Puppets and other papier mache creations.
Fine art with paper as medium or support.
Fact Sheet 1
Insights into paper pulp
Paper pulp’s advantages for puppetry
Papier mache, the main ingredient of which is paper pulp, is an excellent material for making puppets. The advantages of papier mache for puppetry are numerous...
- Quick and easy to make from raw materials.
- A very cheap material.
- An excellent way to recycle good waste paper.
- You need only simple machinery and tools.
- No serious health, safety, or environmental issues.
- A strong durable material, yet light of weight.
- May be cast by pressing into moulds.
- May be drilled, sawn, carved, filed, sanded, and burnished.
- Joints are simple and strong.
- Easy to fix mistakes or make repairs and modifications.
- Beautiful surface textures can be achieved.
- Excellent surface/support for painting.
- Versatile material for puppet parts, accessories, and props.
Advantages of recycling fibres
By using good quality waste paper as your main raw material, you gain in several ways...
- The hard work, especially cooking plant materials in caustic, is already done for you by the paper mill.

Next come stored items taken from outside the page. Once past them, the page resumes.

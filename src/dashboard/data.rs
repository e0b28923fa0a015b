//! Fixed dashboard content
//!
//! Every list shown on the dashboard is compiled in. Display order is array
//! order; entries have no identity beyond their position.

/// A sidebar navigation link
#[derive(Debug, Clone, Copy, PartialEq, Eq)]
pub struct NavLink {
    pub icon: &'static str,
    pub label: &'static str,
}

/// A game shown in the preview grid
#[derive(Debug, Clone, Copy, PartialEq, Eq)]
pub struct GameEntry {
    pub title: &'static str,
    pub subtitle: &'static str,
}

impl GameEntry {
    /// Static label announced for the card
    pub fn label(&self) -> String {
        format!("{} - {}", self.title, self.subtitle)
    }
}

/// A leaderboard row. Not sorted by points.
#[derive(Debug, Clone, Copy, PartialEq, Eq)]
pub struct LeaderboardEntry {
    pub rank: &'static str,
    pub name: &'static str,
    pub points: u32,
}

impl LeaderboardEntry {
    pub fn row(&self) -> String {
        format!("{} {} – {} pts", self.rank, self.name, self.points)
    }
}

/// A friend and their (fixed) presence
#[derive(Debug, Clone, Copy, PartialEq, Eq)]
pub struct FriendEntry {
    pub online: bool,
    pub name: &'static str,
}

impl FriendEntry {
    /// Presence dot
    pub fn status(&self) -> &'static str {
        if self.online {
            "🟢"
        } else {
            "⚪"
        }
    }

    pub fn row(&self) -> String {
        if self.online {
            format!("{} {}", self.status(), self.name)
        } else {
            format!("{} {} (offline)", self.status(), self.name)
        }
    }
}

#[derive(Debug, Clone, Copy, PartialEq, Eq)]
pub struct NotificationEntry {
    pub message: &'static str,
}

#[derive(Debug, Clone, Copy, PartialEq, Eq)]
pub struct AchievementEntry {
    pub icon: &'static str,
    pub name: &'static str,
}

impl AchievementEntry {
    pub fn row(&self) -> String {
        format!("{} {}", self.icon, self.name)
    }
}

#[derive(Debug, Clone, Copy, PartialEq, Eq)]
pub struct ActivityEntry {
    pub message: &'static str,
}

/// The signed-in user shown in the profile card
#[derive(Debug, Clone, Copy, PartialEq, Eq)]
pub struct UserProfile {
    pub name: &'static str,
    pub level: u32,
    pub points: u32,
}

impl UserProfile {
    pub fn rows(&self) -> Vec<String> {
        vec![
            format!("Level: {}", self.level),
            format!("Points: {}", self.points),
        ]
    }
}

pub const BRAND_ICON: &str = "🎮";
pub const BRAND_NAME: &str = "Woopen Gamers";

pub const NAV_LINKS: [NavLink; 8] = [
    NavLink { icon: "🏠", label: "Home" },
    NavLink { icon: "🔍", label: "Search" },
    NavLink { icon: "💬", label: "Chat" },
    NavLink { icon: "🧭", label: "Explore" },
    NavLink { icon: "📂", label: "Library" },
    NavLink { icon: "⭐", label: "Reviews" },
    NavLink { icon: "🎁", label: "Rewards" },
    NavLink { icon: "📝", label: "Notes" },
];

pub const GAMES: [GameEntry; 4] = [
    GameEntry { title: "Best game", subtitle: "by football" },
    GameEntry { title: "Spotlight Game", subtitle: "Top Rated" },
    GameEntry { title: "Arcade Frenzy", subtitle: "Most Played" },
    GameEntry { title: "Puzzle Master", subtitle: "Trending" },
];

pub const LEADERBOARD: [LeaderboardEntry; 3] = [
    LeaderboardEntry { rank: "🏆", name: "PlayerOne", points: 1200 },
    LeaderboardEntry { rank: "🥈", name: "GamerX", points: 950 },
    LeaderboardEntry { rank: "🥉", name: "ProHero", points: 870 },
];

pub const FRIENDS: [FriendEntry; 3] = [
    FriendEntry { online: true, name: "Alex" },
    FriendEntry { online: true, name: "Mia" },
    FriendEntry { online: false, name: "Sam" },
];

pub const NOTIFICATIONS: [NotificationEntry; 3] = [
    NotificationEntry { message: "🎮 New game update available" },
    NotificationEntry { message: "⭐ Your review got 5 likes" },
    NotificationEntry { message: "👥 New friend request" },
];

pub const ACHIEVEMENTS: [AchievementEntry; 2] = [
    AchievementEntry { icon: "🏅", name: "First Win" },
    AchievementEntry { icon: "🎯", name: "Sharp Shooter" },
];

pub const ACTIVITIES: [ActivityEntry; 3] = [
    ActivityEntry { message: "Played 'Best game'" },
    ActivityEntry { message: "Earned 'First Win' badge" },
    ActivityEntry { message: "Added Mia as friend" },
];

pub const USER: UserProfile = UserProfile {
    name: "Denzel",
    level: 7,
    points: 3200,
};

/// Quick-action buttons above the game grid, in display order
pub const QUICK_ACTIONS: [&str; 4] = ["MY GAMES", "DOWNLOAD", "Game room", "Leaderboard"];

/// Filter buttons of the advanced search panel, in display order
pub const SEARCH_FILTERS: [&str; 3] = ["Genre", "Sort by Rating", "Platform"];

pub fn leaderboard_rows(entries: &[LeaderboardEntry]) -> Vec<String> {
    entries.iter().map(LeaderboardEntry::row).collect()
}

pub fn friend_rows(entries: &[FriendEntry]) -> Vec<String> {
    entries.iter().map(FriendEntry::row).collect()
}

pub fn notification_rows(entries: &[NotificationEntry]) -> Vec<String> {
    entries.iter().map(|n| n.message.to_string()).collect()
}

pub fn achievement_rows(entries: &[AchievementEntry]) -> Vec<String> {
    entries.iter().map(AchievementEntry::row).collect()
}

pub fn activity_rows(entries: &[ActivityEntry]) -> Vec<String> {
    entries.iter().map(|a| a.message.to_string()).collect()
}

- All you need do is separate and hydrate the fibres in the paper.
- The fillers in the paper enhance your pulp.
- Waste paper is easy to come by and costs nothing.
- Recycling waste paper is good for the environment.
The seven components of papier mache
Recipies and methods for papier mache are legion, however there are seven key ingredients that will make excellent papier mache for modelling and casting. No cooking is required. The seven ingredients are...
- 1. Torn waste paper. Use good quality waste paper such as office photocopy and printer paper, envelopes, waste watercolour and drawing paper. Avoid newspaper and cardboard packaging.
- 2. Warm water. The torn paper is soaked and beaten in warm water. Most of the water is then squeezed out. However about ten percent is retained as an ingredient of the papier mache.
- 3. White PVA glue. This common wood glue is water based and not toxic to the skin. It acts as a binder and toughener. The more glue you use the stronger and more dense your dried papier mache will be. As a benchmark, mix two tablespoons of glue into one cup of pulp. Incidentally, using this particular glue, rather than other glues and pastes, assists you to burnish the dried papier mache with a high speed rotating stone.
- 4. Oil of wintergreen. Add a few drops of this when beating your pulp, and again when mixing in the white glue. You can order the synthetic form, methyl salicylate, from a pharmacy. It is an ingredient used in liniment. It acts as a mould inhibitor. If you cannot obtain it, use oil of cloves instead.
- 5. Raw linseed oil. This acts as a smoother and toughener. As a benchmark, mix one tablespoon of oil into one cup of pulp. Linseed is an optional ingredient.
- 6. Whiting. Whiting is calcium carbonate (chalk) as a powder. You can buy it at a paint shop or a craft supplier who caters for ceramics. Mixing this powder into papier mache will make it dry hard like stone. As a benchmark, mix one tablespoon of chalk into one cup of pulp. Whiting makes the papier mache heavy, so for most puppet parts whiting is omitted, but it is useful for teeth, lips, eye balls and such. Talcum, starch, and clay powders can also be used as fillers.
- 7. Granules. Granular materials such as sand or seed can be added to the mix. Because the paper pulp shrinks as it dries, granules will be left slightly proud of the surface to give interesting textural effects.
Method and mechanics of pulp making
Tearing. Tear (or cut) selected waste into small pieces. For larger quantities use a machine on dry paper. (See article A Paper Tearing Machine). For small quantities tear by hand after soaking. Note that office shredders overly shorten fibres, and make paper strings that may tangle in the beater.
Beating. When the torn paper is well soaked, beat it in the warm water to separate the fibres and allow them to swell with water. For large quantities furnish an industrial quality electric drill with a home made beater blade, and use a strong plastic bucket for a container. (See article A Pulp Beater). For small quantities use a food processer. Use a proportion of paper to water such that movement of the mass is neither violent nor sluggish. If you will store the pulp, add a few drops of oil of wintergreen. Pulp is well beaten when no paper particles are visible. Allow the pulp to stand awhile for complete hydration.
Straining, storing. The pulp is now ready for use in a vat. For papier mache, remove excess water as follows. Line a sink or bowl with a piece of shade cloth, and gently tip the pulp into it. Gather the cloth around the pulp and squeeze until the pulp is crumbly but still glistening. If you squeeze some in your hand it should drip water. Now compress the pulp into a box frame and push it out as blocks roughly 100 x 100 x 30mm. Stack unused blocks in separate columns so they air dry. Rehydrate at any time by placing a block in a large stainless steel bowl, boiling a kettle, pouring the water to cover the block, and leaving it to soak for ten minutes. Pour off any water remaining and use the block.